I am pessimistically assuming, that I will be 15 minutes late for every interview and every two locations are at maximum distance, that is $45$ minutes. In addition to $1$ hour of interview, it given me two full hours per each interview. Considering hours, each day is broken down into five free sports for interviews, starting at $10$, $12$, $14$, $16$ and $18$. I am maintaining list of all open spots for all days in week (five working days) and I am sending full list to each and every recruiter. First recruiter that accepts free spot is assigned to it, and I am marking spot as occupied in Google Calendar, and telling every next recruiter, that he needs to pick other date.
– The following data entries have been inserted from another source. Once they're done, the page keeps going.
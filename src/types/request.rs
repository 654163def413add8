//! The failed-edit repair request.

use serde::{Deserialize, Serialize};

/// One failed search/replace edit, captured for repair.
///
/// All fields are plain text owned for the duration of a single call; the
/// request has no identity beyond its content, which is what the cache key
/// is derived from.
#[derive(Debug, Clone, PartialEq, Eq, Serialize, Deserialize)]
pub struct EditRequest {
    /// What the edit was trying to accomplish.
    pub instruction: String,
    /// The `search` text that failed to match.
    pub original_text: String,
    /// The `replace` text of the failed edit.
    pub replacement_text: String,
    /// The error produced when the edit was applied.
    pub error_message: String,
    /// Full current content of the target file.
    pub current_content: String,
}

impl EditRequest {
    pub fn new(
        instruction: impl Into<String>,
        original_text: impl Into<String>,
        replacement_text: impl Into<String>,
        error_message: impl Into<String>,
        current_content: impl Into<String>,
    ) -> Self {
        Self {
            instruction: instruction.into(),
            original_text: original_text.into(),
            replacement_text: replacement_text.into(),
            error_message: error_message.into(),
            current_content: current_content.into(),
        }
    }
}
//! Message format sent to the generation capability.

use serde::{Deserialize, Serialize};

/// A single prompt message.
#[derive(Debug, Clone, Serialize, Deserialize)]
pub struct Message {
    pub role: MessageRole,
    pub content: String,
}

impl Message {
    pub fn system(text: impl Into<String>) -> Self {
        Self {
            role: MessageRole::System,
            content: text.into(),
        }
    }

    pub fn user(text: impl Into<String>) -> Self {
        Self {
            role: MessageRole::User,
            content: text.into(),
        }
    }

    pub fn assistant(text: impl Into<String>) -> Self {
        Self {
            role: MessageRole::Assistant,
            content: text.into(),
        }
    }
}

/// Message role
#[derive(Debug, Clone, Copy, PartialEq, Eq, Serialize, Deserialize)]
#[serde(rename_all = "lowercase")]
pub enum MessageRole {
    System,
    User,
    Assistant,
}
//! The external generation capability consumed by the invoker.
//!
//! The edit-repair crate does not implement a model client; it consumes one
//! through [`ModelClient`]. The capability accepts a structured generation
//! request and returns JSON that should conform to the supplied schema.
//! Implementations must honor the request's cancellation token promptly and
//! respect `max_attempts` over any default retry policy of their own.

use crate::types::Message;
use async_trait::async_trait;
use tokio_util::sync::CancellationToken;

/// One structured generation request.
#[derive(Debug, Clone)]
pub struct GenerationRequest {
    /// Ordered message contents.
    pub messages: Vec<Message>,
    /// System instruction paired with the messages.
    pub system: String,
    /// JSON schema the output must conform to.
    pub schema: serde_json::Value,
    /// Target model identifier.
    pub model: String,
    /// Correlation id for the call (the resolved prompt id).
    pub correlation_id: String,
    /// Cancellation token the client must observe while the call is in flight.
    pub cancel: CancellationToken,
    /// Maximum attempts the client may make. The invoker always sets 1,
    /// overriding any client-side retry default.
    pub max_attempts: u32,
}

/// Errors a model client may surface. The invoker normalizes all of them
/// to "no result", so the variants exist for logging, not for control flow
/// above the invoker.
#[derive(Debug, thiserror::Error)]
pub enum ClientError {
    #[error("transport failure: {0}")]
    Transport(String),
    #[error("malformed response: {0}")]
    MalformedResponse(String),
    #[error("call was cancelled")]
    Cancelled,
}

/// An opaque capability that turns a [`GenerationRequest`] into parsed JSON.
#[async_trait]
pub trait ModelClient: Send + Sync {
    async fn generate(&self, request: GenerationRequest)
        -> Result<serde_json::Value, ClientError>;
}
//! Core type definitions for the edit-repair pipeline.

pub mod correction;
pub mod message;
pub mod request;

pub use correction::CorrectedEdit;
pub use message::{Message, MessageRole};
pub use request::EditRequest;
//! # edit-repair
//!
//! LLM-assisted repair for failed search/replace edits.
//!
//! When a search/replace edit fails to apply to a file (the search text no
//! longer matches, or matches ambiguously), this crate asks a language model
//! for a corrected pair, bounded by a timeout, and memoizes the result so an
//! identical repair request is never recomputed or re-billed.
//!
//! ## Core Philosophy
//!
//! - **Best-effort**: repair is a secondary path after a primary edit already
//!   failed. Every model-side failure collapses to `None`; the caller falls
//!   back to surfacing the original edit error.
//! - **Content-addressed**: a correction is keyed purely by the request's
//!   content. Identical requests hit the cache; no hidden state enters the key.
//! - **One attempt**: the invoker makes exactly one model call per miss,
//!   raced against the caller's cancellation signal and a fixed timeout.
//!
//! ## Quick Start
//!
//! ```rust,no_run
//! use edit_repair::{CorrectionConfig, EditCorrectionService, EditRequest};
//! use tokio_util::sync::CancellationToken;
//!
//! # async fn run(client: impl edit_repair::ModelClient) -> edit_repair::Result<()> {
//! let service = EditCorrectionService::new(CorrectionConfig::default())?;
//!
//! let request = EditRequest::new(
//!     "rename the function",
//!     "fn old_name(",
//!     "fn new_name(",
//!     "search text not found",
//!     "fn old() {}\n",
//! );
//!
//! let cancel = CancellationToken::new();
//! match service.correct_edit(&request, &client, Some("prompt-1"), &cancel).await {
//!     Some(edit) => println!("corrected search: {}", edit.search),
//!     None => println!("no correction available"),
//! }
//! # Ok(())
//! # }
//! ```
//!
//! ## Module Organization
//!
//! | Module | Description |
//! |--------|-------------|
//! | [`types`] | Request and correction types, prompt messages |
//! | [`cache`] | Content-digest keys and the bounded LRU store |
//! | [`prompt`] | System prompt and user-prompt template composition |
//! | [`structured`] | Correction schema and output validation |
//! | [`client`] | The consumed model-client capability |
//! | [`invoke`] | Composite cancellation and the timeout-bounded attempt |
//! | [`context`] | Explicit correlation context with fallback ids |
//! | [`service`] | The orchestrating [`EditCorrectionService`] |

pub mod cache;
pub mod client;
pub mod context;
pub mod invoke;
pub mod prompt;
pub mod service;
pub mod structured;
pub mod types;

// Re-export main types for convenience
pub use client::{ClientError, GenerationRequest, ModelClient};
pub use context::RequestContext;
pub use invoke::{CompositeCancel, Invoker, DEFAULT_TIMEOUT};
pub use service::{CorrectionConfig, EditCorrectionService, DEFAULT_CACHE_CAPACITY, DEFAULT_MODEL};
pub use types::{CorrectedEdit, EditRequest, Message, MessageRole};

/// Result type alias for the library
pub type Result<T> = std::result::Result<T, Error>;

/// Error type for the library
pub mod error;
pub use error::{Error, ErrorContext};
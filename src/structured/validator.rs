//! Output validator for structured responses.
//!
//! Checks model output against an object schema before deserialization:
//! top-level type, required properties, and per-property types. A violation
//! is reported with the offending path so the invoker can log it; the
//! correction pipeline treats any violation as "no result".

use serde_json::Value;

/// A single schema violation with its location.
#[derive(Debug, Clone, PartialEq, Eq)]
pub struct ValidationError {
    /// What went wrong.
    pub message: String,
    /// JSON path to the violation (e.g., "search", "edits[0].replace").
    pub path: String,
}

impl ValidationError {
    pub fn new(message: impl Into<String>, path: impl Into<String>) -> Self {
        Self {
            message: message.into(),
            path: path.into(),
        }
    }
}

impl std::fmt::Display for ValidationError {
    fn fmt(&self, f: &mut std::fmt::Formatter<'_>) -> std::fmt::Result {
        if self.path.is_empty() {
            write!(f, "{}", self.message)
        } else {
            write!(f, "{} (at {})", self.message, self.path)
        }
    }
}

/// Validator for structured output.
pub struct OutputValidator {
    schema: Value,
}

impl OutputValidator {
    pub fn new(schema: Value) -> Self {
        Self { schema }
    }

    /// Validate data against the schema, collecting every violation.
    pub fn validate(&self, data: &Value) -> Result<(), Vec<ValidationError>> {
        let mut errors = Vec::new();
        validate_value(data, &self.schema, "", &mut errors);
        if errors.is_empty() {
            Ok(())
        } else {
            Err(errors)
        }
    }
}

fn validate_value(data: &Value, schema: &Value, path: &str, errors: &mut Vec<ValidationError>) {
    if let Some(expected) = schema.get("type").and_then(|t| t.as_str()) {
        if !type_matches(data, expected) {
            errors.push(ValidationError::new(
                format!("expected type '{}', got '{}'", expected, type_name(data)),
                path,
            ));
            return;
        }
    }

    if let Some(obj) = data.as_object() {
        let required: Vec<&str> = schema
            .get("required")
            .and_then(|r| r.as_array())
            .map(|arr| arr.iter().filter_map(|v| v.as_str()).collect())
            .unwrap_or_default();
        for name in required {
            if !obj.contains_key(name) {
                errors.push(ValidationError::new(
                    format!("missing required property '{}'", name),
                    join_path(path, name),
                ));
            }
        }

        if let Some(properties) = schema.get("properties").and_then(|p| p.as_object()) {
            for (name, prop_schema) in properties {
                if let Some(value) = obj.get(name) {
                    validate_value(value, prop_schema, &join_path(path, name), errors);
                }
            }
        }
    }
}

fn type_matches(data: &Value, expected: &str) -> bool {
    match expected {
        "string" => data.is_string(),
        "integer" => data.is_i64(),
        "number" => data.is_number(),
        "boolean" => data.is_boolean(),
        "array" => data.is_array(),
        "object" => data.is_object(),
        "null" => data.is_null(),
        _ => true,
    }
}

fn type_name(data: &Value) -> &'static str {
    match data {
        Value::String(_) => "string",
        Value::Number(_) => {
            if data.is_i64() {
                "integer"
            } else {
                "number"
            }
        }
        Value::Bool(_) => "boolean",
        Value::Array(_) => "array",
        Value::Object(_) => "object",
        Value::Null => "null",
    }
}

fn join_path(path: &str, name: &str) -> String {
    if path.is_empty() {
        name.to_string()
    } else {
        format!("{}.{}", path, name)
    }
}

#[cfg(test)]
mod tests {
    use super::*;
    use crate::structured::schema::corrected_edit_schema;
    use serde_json::json;

    #[test]
    fn test_well_formed_correction_passes() {
        let validator = OutputValidator::new(corrected_edit_schema());
        let data = json!({
            "search": "a",
            "replace": "b",
            "explanation": "x",
            "noChangesRequired": false
        });
        assert!(validator.validate(&data).is_ok());
    }

    #[test]
    fn test_optional_flag_may_be_absent() {
        let validator = OutputValidator::new(corrected_edit_schema());
        let data = json!({"search": "a", "replace": "b", "explanation": "x"});
        assert!(validator.validate(&data).is_ok());
    }

    #[test]
    fn test_missing_required_property_fails() {
        let validator = OutputValidator::new(corrected_edit_schema());
        let data = json!({"search": "a", "explanation": "x"});
        let errors = validator.validate(&data).unwrap_err();
        assert_eq!(errors.len(), 1);
        assert!(errors[0].message.contains("replace"));
    }

    #[test]
    fn test_wrong_property_type_fails() {
        let validator = OutputValidator::new(corrected_edit_schema());
        let data = json!({
            "search": "a",
            "replace": "b",
            "explanation": "x",
            "noChangesRequired": "yes"
        });
        let errors = validator.validate(&data).unwrap_err();
        assert_eq!(errors[0].path, "noChangesRequired");
        assert!(errors[0].message.contains("boolean"));
    }

    #[test]
    fn test_non_object_top_level_fails() {
        let validator = OutputValidator::new(corrected_edit_schema());
        let errors = validator.validate(&json!("not an object")).unwrap_err();
        assert!(errors[0].message.contains("object"));
    }
}
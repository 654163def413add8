//! The edit correction service.

use crate::cache::{CacheKey, CacheStats, CorrectionCache};
use crate::client::ModelClient;
use crate::context::RequestContext;
use crate::invoke::{Invoker, DEFAULT_TIMEOUT};
use crate::prompt;
use crate::structured::corrected_edit_schema;
use crate::types::{CorrectedEdit, EditRequest};
use crate::{Error, ErrorContext};
use std::num::NonZeroUsize;
use std::time::Duration;
use tokio_util::sync::CancellationToken;

/// Default number of corrections kept before LRU eviction.
pub const DEFAULT_CACHE_CAPACITY: usize = 50;

/// Default model the correction call targets ("provider/model" form).
pub const DEFAULT_MODEL: &str = "anthropic/claude-3-5-haiku";

/// Configuration for [`EditCorrectionService`].
#[derive(Debug, Clone)]
pub struct CorrectionConfig {
    pub cache_capacity: usize,
    pub timeout: Duration,
    pub model: String,
}

impl Default for CorrectionConfig {
    fn default() -> Self {
        Self {
            cache_capacity: DEFAULT_CACHE_CAPACITY,
            timeout: DEFAULT_TIMEOUT,
            model: DEFAULT_MODEL.to_string(),
        }
    }
}

impl CorrectionConfig {
    pub fn new() -> Self {
        Self::default()
    }

    pub fn with_cache_capacity(mut self, capacity: usize) -> Self {
        self.cache_capacity = capacity;
        self
    }

    pub fn with_timeout(mut self, timeout: Duration) -> Self {
        self.timeout = timeout;
        self
    }

    pub fn with_model(mut self, model: impl Into<String>) -> Self {
        self.model = model.into();
        self
    }
}

/// Memoized, timeout-bounded repair of failed search/replace edits.
///
/// The service owns the correction cache for the life of the process (it is
/// cleared only by the test-only [`reset_cache`](Self::reset_cache)). Each
/// call is an independent task; the cache is the only shared state.
/// Concurrent calls for the same key may each invoke the model — there is no
/// single-flight join — which is safe because identical inputs produce
/// interchangeable results and cache writes are last-write-wins.
pub struct EditCorrectionService {
    cache: CorrectionCache,
    invoker: Invoker,
    model: String,
}

impl EditCorrectionService {
    pub fn new(config: CorrectionConfig) -> Result<Self, Error> {
        let capacity = NonZeroUsize::new(config.cache_capacity).ok_or_else(|| {
            Error::configuration_with_context(
                "cache capacity must be non-zero",
                ErrorContext::new()
                    .with_field_path("config.cache_capacity")
                    .with_source("correction_config"),
            )
        })?;
        Ok(Self {
            cache: CorrectionCache::new(capacity),
            invoker: Invoker::new(config.timeout),
            model: config.model,
        })
    }

    /// Ask the model for a corrected search/replace pair for a failed edit.
    ///
    /// Returns the memoized correction when one exists for the request's
    /// content; otherwise composes the repair prompt and makes exactly one
    /// timeout-bounded model call. `None` means "no correction available"
    /// (timeout, cancellation, or any model-side failure) and is not an
    /// error: callers fall back to surfacing the original edit failure.
    pub async fn correct_edit(
        &self,
        request: &EditRequest,
        client: &dyn ModelClient,
        prompt_id: Option<&str>,
        cancel: &CancellationToken,
    ) -> Option<CorrectedEdit> {
        let ctx = RequestContext::resolve(prompt_id);
        let key = CacheKey::for_request(request);

        if let Some(cached) = self.cache.get(&key) {
            tracing::debug!(prompt_id = ctx.prompt_id(), key = %key, "correction cache hit");
            return Some(cached);
        }
        tracing::debug!(prompt_id = ctx.prompt_id(), key = %key, "correction cache miss");

        let composed = prompt::compose(request);
        let result = self
            .invoker
            .invoke(
                client,
                composed,
                corrected_edit_schema(),
                &self.model,
                ctx.prompt_id(),
                cancel,
            )
            .await;

        match result {
            Some(edit) => {
                // Only a fully successful response is ever written back.
                self.cache.set(key, edit.clone());
                Some(edit)
            }
            None => None,
        }
    }

    /// Empty the correction cache. Test isolation only.
    pub fn reset_cache(&self) {
        self.cache.clear();
    }

    pub fn cache_stats(&self) -> CacheStats {
        self.cache.stats()
    }

    pub fn model(&self) -> &str {
        &self.model
    }
}

#[cfg(test)]
mod tests {
    use super::*;

    #[test]
    fn test_zero_capacity_is_a_configuration_error() {
        let err = EditCorrectionService::new(CorrectionConfig::new().with_cache_capacity(0))
            .err()
            .unwrap();
        assert!(matches!(err, Error::Configuration { .. }));
    }

    #[test]
    fn test_config_builder() {
        let config = CorrectionConfig::new()
            .with_cache_capacity(8)
            .with_timeout(Duration::from_secs(5))
            .with_model("test-model");
        assert_eq!(config.cache_capacity, 8);
        assert_eq!(config.timeout, Duration::from_secs(5));
        let service = EditCorrectionService::new(config).unwrap();
        assert_eq!(service.model(), "test-model");
    }
}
When I will see, that recruiter wants to meet somewhere near (0-$15$ minutes) other location, and in the same time, next spot is open, I am suggesting this spot. If he accepts, I am appending him there, and then shifting all starting hours after him by plus 1 hour. If he does not accept, I am offering all available dates. As You can see, this algorithm guarantees me $5$ days times $5$ spots, $25$ interviews each week, plus around $2-3$ more from clustering near interviews. I need at least $30$ guaranteed spots to attend all meetings, and it would be great if it could be $35$, so I could finish them faster and be able to offer more dates for last interviewers. I am also trying to reschedule interviews, so that no two interviews, that first is immediately after seconds, are far, however, rescheduling is transactional operation, that usually takes around $24$ hours.

### Goal:

I am trying to figure out algorithm, that given current state of my Google Calendar (that includes start time and location of each interview) and set of buffered offers, will allow me to maximize amount of scheduled meetings. It can be assumed, that I am immediately informed about each offer (I have mobile Internet). I have same problem each year (as a full-time student, I am looking for job at the start of holidays and dropping it at the end of holidays), and as I suspect to study 5 more years, I need efficient solution.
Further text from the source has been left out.